Nah, he's a paid shill. A zionist troll. Maybe even one of God's chosen trolls.  How lucky for the tubes. We should be honored because he graces us with his presence and he should be given a free pass to say and do whatever he deems he must to protect his status and further the cause.  

Wonder how much he makes? I'd bet he jumps all over the net all day long spouting the same propaganda. He's probably staying so busy he doesn't have time to actually have a thoughtful conversation at any one place as evidenced by his demonstrated lack of thought here. His ISP probably tracks back to AIPAC or something.

----------


## fj45lvr

fighting is the heaviest I have heard it since tuning in 4 days ago....constant gunfire

----------


## RSLudlum

> fighting is the heaviest I have heard it since tuning in 4 days ago....constant gunfire


You got a connection?  I haven't been able to get one today.

----------


## angelatc

> You got a connection?  I haven't been able to get one today.

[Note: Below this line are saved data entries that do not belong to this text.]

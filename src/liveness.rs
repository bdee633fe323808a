//! Heartbeats, timeout detection, and presence notification (§4.6)

use std::sync::Mutex;
use std::time::{Duration, Instant};

use serde_json::{json, Value};

use crate::db::PairingRepo;
use crate::registry::Registry;
use crate::Result;

/// Default ping cadence, used when no interval is configured
pub const DEFAULT_PING_INTERVAL: Duration = Duration::from_secs(30);

/// What a heartbeat tick found
#[derive(Debug, Clone, Copy, PartialEq, Eq)]
pub enum Tick {
    /// Time to send a ping
    SendPing,
    /// No inbound frame within the timeout; close with 1011
    TimedOut,
}

/// Tracks the last inbound frame time for one session and the configured
/// ping cadence. The idle timeout is twice the ping interval: a session
/// survives one missed ping before it is considered dead.
pub struct Heartbeat {
    last_inbound: Mutex<Instant>,
    ping_interval: Duration,
}

impl Default for Heartbeat {
    fn default() -> Self {
        Self::new(DEFAULT_PING_INTERVAL)
    }
}

impl Heartbeat {
    /// Start a fresh heartbeat as of now, pinging every `ping_interval`
    #[must_use]
    pub fn new(ping_interval: Duration) -> Self {
        Self { last_inbound: Mutex::new(Instant::now()), ping_interval }
    }

    /// Record that a frame (of any kind) just arrived
    pub fn touch(&self) {
        *self.last_inbound.lock().expect("heartbeat mutex poisoned") = Instant::now();
    }

    fn idle_for(&self) -> Duration {
        self.last_inbound.lock().expect("heartbeat mutex poisoned").elapsed()
    }

    /// Sleep until the next ping is due, then report whether the session
    /// has gone quiet past twice the ping interval
    pub async fn tick(&self) -> Tick {
        tokio::time::sleep(self.ping_interval).await;
        if self.idle_for() >= self.ping_interval * 2 {
            Tick::TimedOut
        } else {
            Tick::SendPing
        }
    }
}

/// Build the presence frame the wire contract specifies
#[must_use]
pub fn presence_frame(device_id: i64, online: bool) -> Value {
    json!({
        "type": "event",
        "event": if online { "DEVICE_ONLINE" } else { "DEVICE_OFFLINE" },
        "device_id": device_id,
    })
}

/// Best-effort: tell `device_id`'s paired peer, if any and if live, about a
/// presence change. Never queued, never retried.
///
/// # Errors
///
/// Returns error only if the pairing lookup itself fails (a store error)
pub fn notify_peer(registry: &Registry, pairings: &PairingRepo, device_id: i64, online: bool) -> Result<()> {
    if let Some(peer_id) = pairings.peer_of(device_id)? {
        if let Some(handle) = registry.lookup(peer_id) {
            handle.send_text(presence_frame(device_id, online).to_string());
        }
    }
    Ok(())
}
//! Pairing business logic: code issuance and confirmation (§4.3)

use rand::Rng;

use crate::db::{DeviceKind, DeviceRepo, Pairing, PairingCode, PairingCodeRepo, PairingRepo};
use crate::{Error, Result};

/// Generate six decimal digits with a cryptographically strong RNG, each
/// drawn independently and uniformly so leading zeros are as likely as any
/// other digit
fn generate_code() -> String {
    let mut rng = rand::thread_rng();
    (0..6).map(|_| rng.gen_range(0..10).to_string()).collect()
}

/// Orchestrates pairing-code issuance and confirmation against the device,
/// pairing-code, and pairing repositories
#[derive(Clone)]
pub struct PairingService {
    devices: DeviceRepo,
    codes: PairingCodeRepo,
    pairings: PairingRepo,
}

impl PairingService {
    /// Construct a pairing service over the given repositories
    #[must_use]
    pub const fn new(devices: DeviceRepo, codes: PairingCodeRepo, pairings: PairingRepo) -> Self {
        Self { devices, codes, pairings }
    }

    /// Issue a fresh pairing code for a host device
    ///
    /// # Errors
    ///
    /// Returns `Error::NotFound`/`Forbidden`/`BadRequest` if the host device
    /// does not exist, belong to the account, or have kind host
    pub fn issue_code(&self, account_id: i64, host_device_id: i64) -> Result<PairingCode> {
        self.devices.require_owned(host_device_id, account_id, DeviceKind::Host)?;

        let code = generate_code();
        self.codes.issue(account_id, host_device_id, &code)
    }

    /// Redeem a pairing code, linking the code's host device to a client
    /// device under the same account
    ///
    /// # Errors
    ///
    /// Returns `Error::NotFound` if the code was never issued, `Error::Gone`
    /// if it is expired or already consumed, `Error::Forbidden` if a
    /// different account is attempting redemption, or device-ownership
    /// errors from [`DeviceRepo::require_owned`]
    pub fn confirm_code(&self, account_id: i64, code: &str, client_device_id: i64) -> Result<Pairing> {
        let record = self
            .codes
            .find_latest_by_code(code)?
            .ok_or_else(|| Error::NotFound("no such pairing code".into()))?;

        if record.account_id != account_id {
            return Err(Error::Forbidden("pairing code belongs to another account".into()));
        }
        if record.consumed {
            return Err(Error::Gone("pairing code already consumed".into()));
        }
        if record.is_expired() {
            return Err(Error::Gone("pairing code expired".into()));
        }

        self.devices
            .require_owned(client_device_id, account_id, DeviceKind::Client)?;

        let pairing = match self.pairings.find(record.host_device_id, client_device_id)? {
            Some(existing) => existing,
            None => self.pairings.create(record.host_device_id, client_device_id)?,
        };

        self.codes.consume(record.id)?;
        Ok(pairing)
    }
}

#[cfg(test)]
mod tests {
    use super::*;
    use crate::db::{init_memory, AccountRepo};

    fn setup() -> (PairingService, AccountRepo, DeviceRepo) {
        let pool = init_memory().unwrap();
        let devices = DeviceRepo::new(pool.clone());
        let codes = PairingCodeRepo::new(pool.clone());
        let pairings = PairingRepo::new(pool.clone());
        (
            PairingService::new(devices.clone(), codes, pairings),
            AccountRepo::new(pool.clone()),
            devices,
        )
    }

    #[test]
    fn test_issue_requires_host_kind() {
        let (service, accounts, devices) = setup();
        let account = accounts.create_with_password("alice", "hash").unwrap();
        let client = devices
            .create(account.id, "phone", DeviceKind::Client)
            .unwrap();

        let err = service.issue_code(account.id, client.id).unwrap_err();
        assert!(matches!(err, Error::BadRequest(_)));
    }

    #[test]
    fn test_confirm_happy_path() {
        let (service, accounts, devices) = setup();
        let account = accounts.create_with_password("alice", "hash").unwrap();
        let host = devices.create(account.id, "host", DeviceKind::Host).unwrap();
        let client = devices
            .create(account.id, "client", DeviceKind::Client)
            .unwrap();

        let code = service.issue_code(account.id, host.id).unwrap();
        let pairing = service.confirm_code(account.id, &code.code, client.id).unwrap();
        assert_eq!(pairing.host_device_id, host.id);
        assert_eq!(pairing.client_device_id, client.id);
    }

    #[test]
    fn test_confirm_is_idempotent() {
        let (service, accounts, devices) = setup();
        let account = accounts.create_with_password("alice", "hash").unwrap();
        let host = devices.create(account.id, "host", DeviceKind::Host).unwrap();
        let client = devices
            .create(account.id, "client", DeviceKind::Client)
            .unwrap();

        let code1 = service.issue_code(account.id, host.id).unwrap();
        let first = service.confirm_code(account.id, &code1.code, client.id).unwrap();

        let code2 = service.issue_code(account.id, host.id).unwrap();
        let second = service.confirm_code(account.id, &code2.code, client.id).unwrap();

        assert_eq!(first.id, second.id);
    }

    #[test]
    fn test_cross_account_redemption_forbidden() {
        let (service, accounts, devices) = setup();
        let alice = accounts.create_with_password("alice", "hash").unwrap();
        let mallory = accounts.create_with_password("mallory", "hash").unwrap();
        let host = devices.create(alice.id, "host", DeviceKind::Host).unwrap();
        let mallory_client = devices
            .create(mallory.id, "phone", DeviceKind::Client)
            .unwrap();

        let code = service.issue_code(alice.id, host.id).unwrap();
        let err = service
            .confirm_code(mallory.id, &code.code, mallory_client.id)
            .unwrap_err();
        assert!(matches!(err, Error::Forbidden(_)));
    }

    #[test]
    fn test_already_consumed_code_rejected() {
        let (service, accounts, devices) = setup();
        let account = accounts.create_with_password("alice", "hash").unwrap();
        let host = devices.create(account.id, "host", DeviceKind::Host).unwrap();
        let client = devices
            .create(account.id, "client", DeviceKind::Client)
            .unwrap();

        let code = service.issue_code(account.id, host.id).unwrap();
        service.confirm_code(account.id, &code.code, client.id).unwrap();

        let second_client = devices
            .create(account.id, "client2", DeviceKind::Client)
            .unwrap();
        let err = service
            .confirm_code(account.id, &code.code, second_client.id)
            .unwrap_err();
        assert!(matches!(err, Error::Gone(_)));
    }

    #[test]
    fn test_unknown_code_not_found() {
        let (service, accounts, devices) = setup();
        let account = accounts.create_with_password("alice", "hash").unwrap();
        let client = devices
            .create(account.id, "client", DeviceKind::Client)
            .unwrap();

        let err = service.confirm_code(account.id, "000000", client.id).unwrap_err();
        assert!(matches!(err, Error::NotFound(_)));
    }
}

I had one earlier. but I just tried to tune it in and I can't connect either.




> Maybe even one of God's chosen trolls.


You and Dannno are cracking me up today!

----------


## olehounddog

I don't have a connection.

----------


## fj45lvr

I got the feed from another site....but it could be "taped" for all I know, since it doesn't say "gaza live" on it...it does say "Ramattan" however the same as old feed linked here in OP.

found feed at: http://switch434-01.castup.net/cunet...4&ar=CH2News_2

or

http://scientol0gy.org/

----------


## Ex Post Facto

Thanks for the new link.

----------


## nodope0695

Looking at it now at 3:30 am EST, and heard some brief gunfire.  Also some guy on a radio speaking arabic...but over all, things seem calm.  I don't see any smoke, and all I hear is normal traffic sounds...must be about mid-morning there now.

----------


## Mitt Romneys sideburns

Wow. theres a huge fire now.  Looks like the attack has moved closer to the cam.

----------


## Dojo

If you want to see the economic hearings (you just missed Ron Paul) AND keep an eye on Gaza go here............ http://www.weatherserver.net/multifeed.htm

----------


## angelatc

> Wow. theres a huge fire now.  Looks like the attack has moved closer to the cam.


Yes, that's a big one.

----------


## angelatc

What is that burning thing in the sky?

----------


## Mitt Romneys sideburns

Pretty anti-climactic.  There was no huge 'splosion at the end.

----------


## angelatc

Yes, that thing, thanks! I am ok that there was no explosion even though I was expecting one....I wonder if it was a flare?

----------


## Mitt Romneys sideburns

> Yes, that thing, thanks! I am ok that there was no explosion even though I was expecting one....I wonder if it was a flare?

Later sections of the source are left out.